Lebih jauh, Anggota DPRD Kota Makassar, Muchlis A. Misbah, menyampaikan kritik keras terhadap kualitas pelayanan Bank Sulselbar kepada para pekerja sosial seperti pemandi jenazah dan guru mengaji. Ia menilai pegawai bank memperlakukan nasabah berdasarkan status ekonomi.
“Coba buka CCTV bank bapak! Lihat bagaimana pegawai memperlakukan pemandi jenazah dibandingkan dengan nasabah kaya. Beda sekali. Padahal mereka sama-sama nasabah,” kata Muchlis dengan nada emosional.
Ia bahkan menyebut nama salah satu pemandi jenazah di Kota Makassar yang hanya menerima Rp290 ribu sebulan dan tinggal tepat di depan rumahnya.
“Saya tahu betul kondisi mereka.

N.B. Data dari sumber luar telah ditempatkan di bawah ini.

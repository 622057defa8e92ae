//! # cacao-eval
//!
//! Evaluate random forest rating prediction on the Flavors of Cacao data:
//! load → clean → split → baseline → nested CV → JSON report.

use std::path::PathBuf;
use std::process::ExitCode;

use cacao::config::{ConfigFileError, EvaluationConfig};
use cacao::data::columns::RATING;
use cacao::data::{load_clean, split_features_labels, LoadError, TableError};
use cacao::report::{DatasetSummary, EvaluationReport};
use cacao::validation::{guess_from_mean, NestedCrossValidator, ValidationError};
use cacao::ConfigError;
use clap::Parser;

#[derive(Parser)]
#[command(name = "cacao-eval")]
#[command(about = "Nested cross-validated evaluation of chocolate rating models", long_about = None)]
struct Cli {
    /// Raw review CSV (flavors_of_cacao.csv)
    #[arg(short, long)]
    data: PathBuf,

    /// Evaluation config (JSON); defaults apply when omitted
    #[arg(short, long)]
    config: Option<PathBuf>,

    /// Report output file; stdout when omitted
    #[arg(short, long)]
    out: Option<PathBuf>,

    /// Thread count (0 = auto, 1 = sequential); overrides the config
    #[arg(short, long)]
    threads: Option<usize>,

    /// Only compute the mean-guessing baseline
    #[arg(long)]
    skip_nested: bool,
}

#[derive(Debug, thiserror::Error)]
enum CliError {
    #[error(transparent)]
    Config(#[from] ConfigFileError),

    #[error(transparent)]
    InvalidConfig(#[from] ConfigError),

    #[error(transparent)]
    Load(#[from] LoadError),

    #[error(transparent)]
    Table(#[from] TableError),

    #[error(transparent)]
    Validation(#[from] ValidationError),

    #[error("failed to serialize report")]
    Json(#[from] serde_json::Error),

    #[error("failed to write {}", path.display())]
    Write {
        path: PathBuf,
        #[source]
        source: std::io::Error,
    },
}

fn main() -> ExitCode {
    tracing_subscriber::fmt()
        .with_env_filter(
            tracing_subscriber::EnvFilter::try_from_default_env().unwrap_or_else(|_| "info".into()),
        )
        .with_writer(std::io::stderr)
        .init();

    match run(Cli::parse()) {
        Ok(()) => ExitCode::SUCCESS,
        Err(err) => {
            let mut message = err.to_string();
            let mut source = std::error::Error::source(&err);
            while let Some(cause) = source {
                message.push_str(&format!(": {cause}"));
                source = cause.source();
            }
            tracing::error!("{message}");
            ExitCode::FAILURE
        }
    }
}

fn run(cli: Cli) -> Result<(), CliError> {
    let mut config = match &cli.config {
        Some(path) => EvaluationConfig::from_path(path)?,
        None => EvaluationConfig::default(),
    };
    if let Some(threads) = cli.threads {
        config.nested.n_threads = threads;
    }

    let table = load_clean(&cli.data, &config.cleaning)?;
    let (features, target) = split_features_labels(&table, RATING)?;
    let mut report = EvaluationReport::default().with_dataset(DatasetSummary {
        n_rows: features.n_rows(),
        n_features: features.n_columns(),
        target: target.name().to_string(),
    });

    let baseline = guess_from_mean(target.values(), &config.baseline)?;
    tracing::info!(
        n = baseline.len(),
        mean_mse = baseline.iter().sum::<f64>() / baseline.len() as f64,
        "baseline complete"
    );
    report = report.with_baseline(baseline);

    if !cli.skip_nested {
        let candidates = config.grid.candidates()?;
        tracing::info!(
            n_candidates = candidates.len(),
            n_trials = config.nested.n_trials,
            inner_folds = config.nested.inner_folds,
            outer_folds = config.nested.outer_folds,
            encoding = ?config.nested.encoding,
            "starting nested cross-validation"
        );
        let scores = NestedCrossValidator::new(config.nested.clone()).run(&features, &target, &candidates)?;
        let labels = candidates.iter().map(|c| c.label()).collect();
        report = report.with_nested(&scores, labels);
    }

    let json = report.to_json_pretty()?;
    match &cli.out {
        Some(path) => {
            std::fs::write(path, json).map_err(|source| CliError::Write {
                path: path.clone(),
                source,
            })?;
            tracing::info!(path = %path.display(), "wrote report");
        }
        None => println!("{json}"),
    }
    Ok(())
}
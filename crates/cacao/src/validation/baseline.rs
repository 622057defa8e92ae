//! Mean-guessing baseline.

use ndarray::ArrayView1;
use serde::{Deserialize, Serialize};

use crate::config::ConfigError;

use super::kfold::KFold;
use super::ValidationError;

/// Repetitions and folds of the baseline.
#[derive(Debug, Clone, Copy, PartialEq, Eq, Serialize, Deserialize)]
#[serde(default)]
pub struct BaselineConfig {
    /// Repetitions; repetition `r` shuffles with seed `r`. Default: 10.
    pub n_repeats: usize,
    /// Folds per repetition. Default: 5.
    pub n_folds: usize,
}

impl Default for BaselineConfig {
    fn default() -> Self {
        Self {
            n_repeats: 10,
            n_folds: 5,
        }
    }
}

impl BaselineConfig {
    pub fn validate(&self) -> Result<(), ConfigError> {
        if self.n_repeats == 0 {
            return Err(ConfigError::InvalidRepeats);
        }
        if self.n_folds < 2 {
            return Err(ConfigError::InvalidFolds {
                field: "n_folds",
                value: self.n_folds,
            });
        }
        Ok(())
    }
}

/// Mean squared error of predicting every held-out target with the mean of
/// the training-fold targets.
///
/// Returns `n_repeats × n_folds` errors, repetition by repetition.
///
/// # Example
///
/// ```
/// use cacao::validation::{guess_from_mean, BaselineConfig};
/// use ndarray::array;
///
/// let y = array![3.0, 3.5, 2.75, 4.0, 3.25, 3.0];
/// let errors = guess_from_mean(y.view(), &BaselineConfig { n_repeats: 2, n_folds: 3 }).unwrap();
/// assert_eq!(errors.len(), 6);
/// ```
pub fn guess_from_mean(
    targets: ArrayView1<'_, f64>,
    config: &BaselineConfig,
) -> Result<Vec<f64>, ValidationError> {
    config.validate()?;

    let mut errors = Vec::with_capacity(config.n_repeats * config.n_folds);
    for repeat in 0..config.n_repeats {
        for fold in KFold::new(config.n_folds, repeat as u64).split(targets.len())? {
            let mean = fold.train.iter().map(|&i| targets[i]).sum::<f64>() / fold.train.len() as f64;
            let mse = fold
                .test
                .iter()
                .map(|&i| (targets[i] - mean) * (targets[i] - mean))
                .sum::<f64>()
                / fold.test.len() as f64;
            errors.push(mse);
        }
    }

    tracing::debug!(
        n_errors = errors.len(),
        mean = errors.iter().sum::<f64>() / errors.len() as f64,
        "mean-guessing baseline complete"
    );
    Ok(errors)
}
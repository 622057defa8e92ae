//! Feature/label splitting.

use ndarray::{Array1, ArrayView1};

use super::error::TableError;
use super::table::{Column, Table};

/// The target vector, aligned row-for-row with its feature table.
#[derive(Clone, Debug, PartialEq)]
pub struct Target {
    name: String,
    /// Column position the target had in the source table.
    position: usize,
    index: Vec<usize>,
    values: Array1<f64>,
}

impl Target {
    /// Create a standalone target with the default index `0..n`.
    pub fn new(name: impl Into<String>, values: Array1<f64>) -> Self {
        let index = (0..values.len()).collect();
        Self {
            name: name.into(),
            position: 0,
            index,
            values,
        }
    }

    #[inline]
    pub fn name(&self) -> &str {
        &self.name
    }

    #[inline]
    pub fn len(&self) -> usize {
        self.values.len()
    }

    #[inline]
    pub fn is_empty(&self) -> bool {
        self.values.is_empty()
    }

    #[inline]
    pub fn index(&self) -> &[usize] {
        &self.index
    }

    #[inline]
    pub fn values(&self) -> ArrayView1<'_, f64> {
        self.values.view()
    }

    /// Gather rows by position.
    pub fn select_rows(&self, positions: &[usize]) -> Target {
        Target {
            name: self.name.clone(),
            position: self.position,
            index: positions.iter().map(|&p| self.index[p]).collect(),
            values: positions.iter().map(|&p| self.values[p]).collect(),
        }
    }
}

/// Separate a table into features `X` and target `y`.
///
/// `X` keeps every other column in its original order and shares the row
/// index with `y`. The input table is not modified.
///
/// # Errors
///
/// - [`TableError::MissingColumn`] if `target` is absent
/// - [`TableError::NotNumeric`] if `target` is categorical
///
/// # Example
///
/// ```
/// use cacao::data::{split_features_labels, Column, Table};
///
/// let table = Table::new(vec![
///     Column::numeric("cocoa_percent", vec![0.7, 0.8]),
///     Column::numeric("Rating", vec![3.5, 2.75]),
/// ])
/// .unwrap();
///
/// let (x, y) = split_features_labels(&table, "Rating").unwrap();
/// assert_eq!(x.column_names(), vec!["cocoa_percent"]);
/// assert_eq!(y.values().to_vec(), vec![3.5, 2.75]);
/// ```
pub fn split_features_labels(table: &Table, target: &str) -> Result<(Table, Target), TableError> {
    let position = table
        .column_position(target)
        .ok_or_else(|| TableError::MissingColumn(target.to_string()))?;
    let column = &table.columns()[position];
    let values = column
        .as_numeric()
        .ok_or_else(|| TableError::NotNumeric(target.to_string()))?;

    let features: Vec<Column> = table
        .columns()
        .iter()
        .filter(|c| c.name() != target)
        .cloned()
        .collect();
    let x = Table::with_index(table.index().to_vec(), features)?;

    let y = Target {
        name: target.to_string(),
        position,
        index: table.index().to_vec(),
        values: Array1::from(values.to_vec()),
    };
    Ok((x, y))
}

/// Rejoin features and target into one table, restoring the target's
/// original column position.
///
/// # Errors
///
/// - [`TableError::IndexMismatch`] if the row indices differ
/// - [`TableError::DuplicateColumn`] if the features already hold a column
///   named like the target
pub fn join_features_labels(features: &Table, target: &Target) -> Result<Table, TableError> {
    if features.index() != target.index() {
        return Err(TableError::IndexMismatch);
    }
    let mut table = features.clone();
    let position = target.position.min(table.n_columns());
    table.insert_column(
        position,
        Column::numeric(target.name.clone(), target.values.to_vec()),
    )?;
    Ok(table)
}

#[cfg(test)]
mod tests {
    use super::*;
    use crate::data::columns::RATING;

    fn table() -> Table {
        Table::with_index(
            vec![10, 11, 12],
            vec![
                Column::categorical("company", ["A", "B", "C"]),
                Column::numeric("Rating", vec![3.0, 3.5, 4.0]),
                Column::numeric("cocoa_percent", vec![0.7, 0.72, 0.6]),
            ],
        )
        .unwrap()
    }

    #[test]
    fn split_preserves_order_and_index() {
        let (x, y) = split_features_labels(&table(), RATING).unwrap();
        assert_eq!(x.column_names(), vec!["company", "cocoa_percent"]);
        assert_eq!(x.index(), &[10, 11, 12]);
        assert_eq!(y.index(), &[10, 11, 12]);
        assert_eq!(y.values().to_vec(), vec![3.0, 3.5, 4.0]);
    }

    #[test]
    fn split_missing_target_fails() {
        let err = split_features_labels(&table(), "score").unwrap_err();
        assert_eq!(err, TableError::MissingColumn("score".into()));
    }

    #[test]
    fn split_categorical_target_fails() {
        let err = split_features_labels(&table(), "company").unwrap_err();
        assert_eq!(err, TableError::NotNumeric("company".into()));
    }

    #[test]
    fn join_restores_original_table() {
        let original = table();
        let (x, y) = split_features_labels(&original, RATING).unwrap();
        assert_eq!(join_features_labels(&x, &y).unwrap(), original);
    }

    #[test]
    fn join_rejects_misaligned_rows() {
        let (x, y) = split_features_labels(&table(), RATING).unwrap();
        let y = y.select_rows(&[1, 0, 2]);
        assert_eq!(
            join_features_labels(&x, &y).unwrap_err(),
            TableError::IndexMismatch
        );
    }
}
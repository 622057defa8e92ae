//! One-hot encoding and train/test column alignment.

use std::collections::{BTreeSet, HashMap, HashSet};

use ndarray::Array2;

use crate::data::{ColumnData, Table};

use super::matrix::{EncodedColumn, EncodedMatrix};
use super::EncodingError;

/// One-hot encode a feature table.
///
/// Numeric columns pass through in their original order, followed by each
/// categorical column expanded into one indicator column per observed
/// category (`"{column}_{category}"`, categories sorted). Every row has
/// exactly one indicator set per categorical source column.
///
/// # Example
///
/// ```
/// use cacao::data::{Column, Table};
/// use cacao::encoding::one_hot_encode;
///
/// let table = Table::new(vec![
///     Column::categorical("bean_type", ["criollo", "blend", "criollo"]),
///     Column::numeric("cocoa_percent", vec![0.7, 0.6, 0.75]),
/// ])
/// .unwrap();
///
/// let encoded = one_hot_encode(&table).unwrap();
/// assert_eq!(
///     encoded.column_names(),
///     vec!["cocoa_percent", "bean_type_blend", "bean_type_criollo"]
/// );
/// assert_eq!(encoded.column("bean_type_criollo").unwrap().to_vec(), vec![1.0, 0.0, 1.0]);
/// ```
pub fn one_hot_encode(table: &Table) -> Result<EncodedMatrix, EncodingError> {
    let n_samples = table.n_rows();
    let mut columns = Vec::new();
    let mut values: Vec<f64> = Vec::new();

    for col in table.columns() {
        if let ColumnData::Numeric(v) = col.data() {
            columns.push(EncodedColumn::numeric(col.name()));
            values.extend_from_slice(v);
        }
    }

    for col in table.columns() {
        if let ColumnData::Categorical(v) = col.data() {
            let categories: BTreeSet<&str> = v.iter().map(String::as_str).collect();
            for category in categories {
                columns.push(EncodedColumn::indicator(col.name(), category));
                values.extend(v.iter().map(|x| if x == category { 1.0 } else { 0.0 }));
            }
        }
    }

    let features = Array2::from_shape_vec((columns.len(), n_samples), values)
        .map_err(|e| EncodingError::Internal(e.to_string()))?;
    EncodedMatrix::new(columns, table.index().to_vec(), features)
}

/// Reconcile two independently encoded matrices.
///
/// Indicator columns present in `train` but absent from `test` are added to
/// `test` as all-zero columns (the category never occurs there). Both
/// matrices are then restricted to their common columns in training order, so
/// columns seen only in `test` are dropped. Row counts and row identities are
/// unchanged.
///
/// # Errors
///
/// - [`EncodingError::SchemaMismatch`] if a numeric column is missing from
///   one side (a zero fill would be wrong for it)
/// - [`EncodingError::Inconsistent`] if the outputs still disagree
pub fn align(
    train: EncodedMatrix,
    test: EncodedMatrix,
) -> Result<(EncodedMatrix, EncodedMatrix), EncodingError> {
    let test_positions: HashMap<&str, usize> = test
        .columns()
        .iter()
        .enumerate()
        .map(|(i, c)| (c.name.as_str(), i))
        .collect();
    let train_names: HashSet<&str> = train.columns().iter().map(|c| c.name.as_str()).collect();

    for col in train.columns().iter().chain(test.columns()) {
        let on_both = train_names.contains(col.name.as_str())
            && test_positions.contains_key(col.name.as_str());
        if !col.is_indicator() && !on_both {
            return Err(EncodingError::SchemaMismatch(col.source.clone()));
        }
    }

    let n_test = test.n_samples();
    let zeros = vec![0.0; n_test];
    let mut added = 0usize;
    let test_features = test.features();
    let mut values = Vec::with_capacity(train.n_features() * n_test);
    for col in train.columns() {
        match test_positions.get(col.name.as_str()) {
            Some(&i) => values.extend(test_features.row(i).iter().copied()),
            None => {
                added += 1;
                values.extend_from_slice(&zeros);
            }
        }
    }
    let dropped = test
        .columns()
        .iter()
        .filter(|c| !train_names.contains(c.name.as_str()))
        .count();

    let features = Array2::from_shape_vec((train.n_features(), n_test), values)
        .map_err(|e| EncodingError::Internal(e.to_string()))?;
    let aligned_test = EncodedMatrix::new(train.columns().to_vec(), test.index().to_vec(), features)?;

    tracing::debug!(
        n_columns = train.n_features(),
        added,
        dropped,
        "aligned one-hot columns"
    );

    if train.column_names() != aligned_test.column_names() {
        return Err(EncodingError::Inconsistent {
            train: train.column_names().iter().map(|s| s.to_string()).collect(),
            test: aligned_test
                .column_names()
                .iter()
                .map(|s| s.to_string())
                .collect(),
        });
    }
    Ok((train, aligned_test))
}

/// Encode a training and a test table independently, then [`align`] them.
///
/// # Errors
///
/// [`EncodingError::SchemaMismatch`] if the tables do not share source
/// columns of the same kinds.
pub fn encode_aligned(
    train: &Table,
    test: &Table,
) -> Result<(EncodedMatrix, EncodedMatrix), EncodingError> {
    for (a, b) in [(train, test), (test, train)] {
        for col in a.columns() {
            match b.column(col.name()) {
                Some(other) if other.kind() == col.kind() => {}
                _ => return Err(EncodingError::SchemaMismatch(col.name().to_string())),
            }
        }
    }
    align(one_hot_encode(train)?, one_hot_encode(test)?)
}

/// Sum of the indicator columns derived from `source`, per sample.
///
/// Equals 1 for every sample of a freshly encoded matrix and may be 0 for a
/// test sample whose category was dropped by [`align`].
pub fn indicator_sums(matrix: &EncodedMatrix, source: &str) -> Vec<f64> {
    let features = matrix.features();
    let mut sums = vec![0.0; matrix.n_samples()];
    for (i, col) in matrix.columns().iter().enumerate() {
        if col.is_indicator() && col.source == source {
            for (s, &v) in sums.iter_mut().zip(features.row(i).iter()) {
                *s += v;
            }
        }
    }
    sums
}

#[cfg(test)]
mod tests {
    use super::*;
    use crate::data::Column;

    fn table(origins: &[&str], cocoa: &[f64]) -> Table {
        Table::new(vec![
            Column::categorical("bean_origin", origins.iter().copied()),
            Column::numeric("cocoa_percent", cocoa.to_vec()),
        ])
        .unwrap()
    }

    #[test]
    fn encode_expands_sorted_categories() {
        let encoded = one_hot_encode(&table(&["peru", "ghana", "peru"], &[0.7, 0.6, 0.8])).unwrap();
        assert_eq!(
            encoded.column_names(),
            vec!["cocoa_percent", "bean_origin_ghana", "bean_origin_peru"]
        );
        assert_eq!(encoded.n_samples(), 3);
        assert_eq!(indicator_sums(&encoded, "bean_origin"), vec![1.0, 1.0, 1.0]);
    }

    #[test]
    fn align_fills_train_only_and_drops_test_only() {
        let train = table(&["peru", "ghana", "peru"], &[0.7, 0.6, 0.8]);
        let test = table(&["peru", "fiji"], &[0.5, 0.9]);
        let (train, test) = encode_aligned(&train, &test).unwrap();

        assert_eq!(train.column_names(), test.column_names());
        assert_eq!(test.column("bean_origin_ghana").unwrap().to_vec(), vec![0.0, 0.0]);
        assert!(test.column("bean_origin_fiji").is_none());
        assert_eq!(test.column("cocoa_percent").unwrap().to_vec(), vec![0.5, 0.9]);
        assert_eq!(indicator_sums(&test, "bean_origin"), vec![1.0, 0.0]);
        assert_eq!(test.index(), &[0, 1]);
    }

    #[test]
    fn encode_aligned_rejects_schema_mismatch() {
        let train = table(&["peru"], &[0.7]);
        let test = Table::new(vec![Column::categorical("bean_origin", ["peru"])]).unwrap();
        assert_eq!(
            encode_aligned(&train, &test).unwrap_err(),
            EncodingError::SchemaMismatch("cocoa_percent".into())
        );
    }
}
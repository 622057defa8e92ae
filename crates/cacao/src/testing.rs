//! Synthetic data for tests, benches and doc examples.

use ndarray::Array1;
use rand::prelude::*;

use crate::data::columns::{
    BAR_ORIGIN, BEAN_ORIGIN, BEAN_TYPE, COCOA_PERCENT, COMPANY, COMPANY_LOCATION, RATING, REVIEW_YEAR,
};
use crate::data::{Column, Table, Target};

const COMPANIES: [&str; 6] = ["Soma", "Bonnat", "Pralus", "Domori", "Valrhona", "Amedei"];
const LOCATIONS: [&str; 4] = ["Canada", "France", "Italy", "U.S.A."];
const BEAN_TYPES: [&str; 6] = ["unknown", "blend", "forasetero", "criollo", "trinitario", "other"];
const ORIGINS: [&str; 6] = ["Venezuela", "Ecuador", "Peru", "Madagascar", "Ghana", "multi"];

/// A table with one numeric feature `x` and one categorical feature `cat`
/// with `n_categories` levels, plus uniform random targets in `[1, 5]`.
pub fn numeric_categorical(rows: usize, n_categories: usize, seed: u64) -> (Table, Target) {
    assert!(n_categories >= 1);
    let mut rng = StdRng::seed_from_u64(seed);
    let x: Vec<f64> = (0..rows).map(|_| rng.r#gen::<f64>()).collect();
    let cat: Vec<String> = (0..rows).map(|i| format!("c{}", i % n_categories)).collect();
    let y: Vec<f64> = (0..rows).map(|_| 1.0 + 4.0 * rng.r#gen::<f64>()).collect();

    let table = Table::new(vec![Column::numeric("x", x), Column::categorical("cat", cat)])
        .expect("columns have equal length and distinct names");
    (table, Target::new("y", Array1::from(y)))
}

/// A cleaned review table with the standard schema.
///
/// Ratings follow a smooth function of cocoa percentage and bean type plus
/// noise, rounded to quarter points and clamped to `[1, 5]`.
pub fn synthetic_reviews(rows: usize, seed: u64) -> Table {
    let mut rng = StdRng::seed_from_u64(seed);

    let mut company = Vec::with_capacity(rows);
    let mut bar_origin = Vec::with_capacity(rows);
    let mut year = Vec::with_capacity(rows);
    let mut cocoa = Vec::with_capacity(rows);
    let mut location = Vec::with_capacity(rows);
    let mut bean_type = Vec::with_capacity(rows);
    let mut bean_origin = Vec::with_capacity(rows);
    let mut rating = Vec::with_capacity(rows);

    for _ in 0..rows {
        let c = rng.gen_range(0..COMPANIES.len());
        let b = rng.gen_range(0..BEAN_TYPES.len());
        let o = rng.gen_range(0..ORIGINS.len());
        let pct = 0.55 + 0.05 * rng.gen_range(0..8_u32) as f64;

        let bonus = if BEAN_TYPES[b] == "criollo" { 0.25 } else { 0.0 };
        let noise = (rng.r#gen::<f64>() - 0.5) * 0.5;
        let raw = 3.5 - 4.0 * (pct - 0.7).abs() + bonus + noise;
        let quarter = ((raw * 4.0).round() / 4.0).clamp(1.0, 5.0);

        company.push(COMPANIES[c].to_string());
        bar_origin.push(format!("{} lot {}", ORIGINS[o], rng.gen_range(1..4)));
        year.push(f64::from(rng.gen_range(2006..2018_u32)));
        cocoa.push(pct);
        location.push(LOCATIONS[c % LOCATIONS.len()].to_string());
        bean_type.push(BEAN_TYPES[b].to_string());
        bean_origin.push(ORIGINS[o].to_string());
        rating.push(quarter);
    }

    Table::new(vec![
        Column::categorical(COMPANY, company),
        Column::categorical(BAR_ORIGIN, bar_origin),
        Column::numeric(REVIEW_YEAR, year),
        Column::numeric(COCOA_PERCENT, cocoa),
        Column::categorical(COMPANY_LOCATION, location),
        Column::categorical(BEAN_TYPE, bean_type),
        Column::categorical(BEAN_ORIGIN, bean_origin),
        Column::numeric(RATING, rating),
    ])
    .expect("columns have equal length and distinct names")
}
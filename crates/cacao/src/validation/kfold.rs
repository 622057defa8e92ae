//! K-fold partitioning.

use rand::seq::SliceRandom;
use rand::{Rng, SeedableRng};
use rand_xoshiro::Xoshiro256PlusPlus;

use super::ValidationError;

/// One train/test split of row positions. Both lists are sorted.
#[derive(Debug, Clone, PartialEq, Eq)]
pub struct Fold {
    pub train: Vec<usize>,
    pub test: Vec<usize>,
}

/// K-fold partitioner.
///
/// Rows are (optionally) shuffled and cut into `n_splits` contiguous test
/// blocks; the first `n % n_splits` blocks hold one extra row. Every row
/// appears in exactly one test block.
///
/// # Example
///
/// ```
/// use cacao::validation::KFold;
///
/// let folds = KFold::new(3, 0).split(7).unwrap();
/// let sizes: Vec<usize> = folds.iter().map(|f| f.test.len()).collect();
/// assert_eq!(sizes, vec![3, 2, 2]);
/// ```
#[derive(Debug, Clone, Copy, PartialEq, Eq)]
pub struct KFold {
    n_splits: usize,
    shuffle: bool,
    seed: u64,
}

impl KFold {
    /// Shuffled k-fold seeded by `seed`.
    pub fn new(n_splits: usize, seed: u64) -> Self {
        Self {
            n_splits,
            shuffle: true,
            seed,
        }
    }

    /// Unshuffled k-fold: test blocks are contiguous row ranges.
    pub fn sequential(n_splits: usize) -> Self {
        Self {
            n_splits,
            shuffle: false,
            seed: 0,
        }
    }

    #[inline]
    pub fn n_splits(&self) -> usize {
        self.n_splits
    }

    #[inline]
    pub fn seed(&self) -> u64 {
        self.seed
    }

    /// Partition `n_samples` rows using a generator seeded from `seed`.
    pub fn split(&self, n_samples: usize) -> Result<Vec<Fold>, ValidationError> {
        let mut rng = Xoshiro256PlusPlus::seed_from_u64(self.seed);
        self.split_with_rng(n_samples, &mut rng)
    }

    /// Partition `n_samples` rows drawing the shuffle from `rng`.
    ///
    /// # Errors
    ///
    /// [`ValidationError::InvalidFolds`] if `n_splits < 2` or
    /// `n_splits > n_samples`.
    pub fn split_with_rng<R: Rng + ?Sized>(
        &self,
        n_samples: usize,
        rng: &mut R,
    ) -> Result<Vec<Fold>, ValidationError> {
        if self.n_splits < 2 || self.n_splits > n_samples {
            return Err(ValidationError::InvalidFolds {
                n_splits: self.n_splits,
                n_samples,
            });
        }

        let mut order: Vec<usize> = (0..n_samples).collect();
        if self.shuffle {
            order.shuffle(rng);
        }

        let base = n_samples / self.n_splits;
        let extra = n_samples % self.n_splits;
        let mut folds = Vec::with_capacity(self.n_splits);
        let mut start = 0;
        for k in 0..self.n_splits {
            let size = base + usize::from(k < extra);
            let mut test = order[start..start + size].to_vec();
            test.sort_unstable();
            let mut train: Vec<usize> = order[..start]
                .iter()
                .chain(&order[start + size..])
                .copied()
                .collect();
            train.sort_unstable();
            folds.push(Fold { train, test });
            start += size;
        }
        Ok(folds)
    }
}

/// Size of the smallest training split `KFold` produces for `n_samples`.
pub(crate) fn min_train_size(n_samples: usize, n_splits: usize) -> usize {
    n_samples - n_samples.div_ceil(n_splits)
}

#[cfg(test)]
mod tests {
    use super::*;
    use rstest::rstest;

    #[rstest]
    #[case(10, 5)]
    #[case(11, 3)]
    #[case(100, 4)]
    #[case(5, 5)]
    fn folds_partition_rows(#[case] n: usize, #[case] k: usize) {
        let folds = KFold::new(k, 3).split(n).unwrap();
        assert_eq!(folds.len(), k);

        let mut seen = vec![0usize; n];
        for fold in &folds {
            assert_eq!(fold.train.len() + fold.test.len(), n);
            assert!(fold.test.windows(2).all(|w| w[0] < w[1]));
            assert!(fold.train.windows(2).all(|w| w[0] < w[1]));
            for &i in &fold.test {
                seen[i] += 1;
                assert!(fold.train.binary_search(&i).is_err());
            }
        }
        assert!(seen.iter().all(|&c| c == 1));

        let sizes: Vec<usize> = folds.iter().map(|f| f.test.len()).collect();
        assert!(sizes.windows(2).all(|w| w[0] >= w[1]));
        assert!(sizes[0] - sizes[k - 1] <= 1);
    }

    #[test]
    fn same_seed_same_folds() {
        assert_eq!(KFold::new(4, 9).split(50).unwrap(), KFold::new(4, 9).split(50).unwrap());
        assert_ne!(KFold::new(4, 9).split(50).unwrap(), KFold::new(4, 10).split(50).unwrap());
    }

    #[test]
    fn sequential_blocks() {
        let folds = KFold::sequential(2).split(5).unwrap();
        assert_eq!(folds[0].test, vec![0, 1, 2]);
        assert_eq!(folds[1].test, vec![3, 4]);
    }

    #[rstest]
    #[case(1, 10)]
    #[case(11, 10)]
    #[case(2, 0)]
    fn rejects_bad_fold_counts(#[case] k: usize, #[case] n: usize) {
        assert_eq!(
            KFold::new(k, 0).split(n),
            Err(ValidationError::InvalidFolds { n_splits: k, n_samples: n })
        );
    }

    #[test]
    fn min_train_size_matches_largest_test_fold() {
        assert_eq!(min_train_size(10, 3), 6);
        assert_eq!(min_train_size(9, 3), 6);
        assert_eq!(min_train_size(100, 4), 75);
    }
}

Kadang buat makan saja susah. Saya kalau cerita ini ke istri, saya bisa menangis. Masa iya orang seperti ini masih dikenakan biaya admin? Ke mana empati kita?” ungkapnya.
Menurutnya, sebagai bank milik pemerintah, Bank Sulselbar seharusnya menjadi yang paling peduli terhadap kelompok masyarakat rentan.
“Bank pemerintah seharusnya tidak hanya bicara soal aturan. Kalau semua aturan tidak bisa diatur, lalu untuk apa ada kebijakan? Subsidi silangkan dong! Yang kaya bantu yang tidak mampu,” seru Muchlis.
Ia juga mendorong agar Bank Sulselbar memberikan keringanan biaya untuk ATM atau bahkan menggratiskan seluruh biaya layanan kepada tenaga sosial keagamaan.
“Jangan sampai hanya karena tidak ada ATM, mereka harus keluar ongkos, parkir, dan waktu hanya untuk ambil insentif. Habis bensinnya, habis semuanya,” katanya.
Muchlis juga mengajak agar para pegawai bank tidak hanya bekerja untuk dunia, tapi juga menjadikan pelayanan mereka sebagai amal ibadah.
“Dunia ini sebentar. Akhirat selamanya. Kenapa tidak gunakan jabatan untuk membantu mereka yang membutuhkan? Ini ladang pahala,” ujarnya.
Ia juga mendesak Bank Sulselbar agar mengambil langkah konkret dan membuat kebijakan khusus bagi pekerja keagamaan seperti pemandi jenazah dan guru mengaji.
“Tolonglah pak, jangan biarkan mereka terus diperlakukan tidak adil. Ini bukan hanya soal uang, ini soal kemanusiaan,” pungkasnya.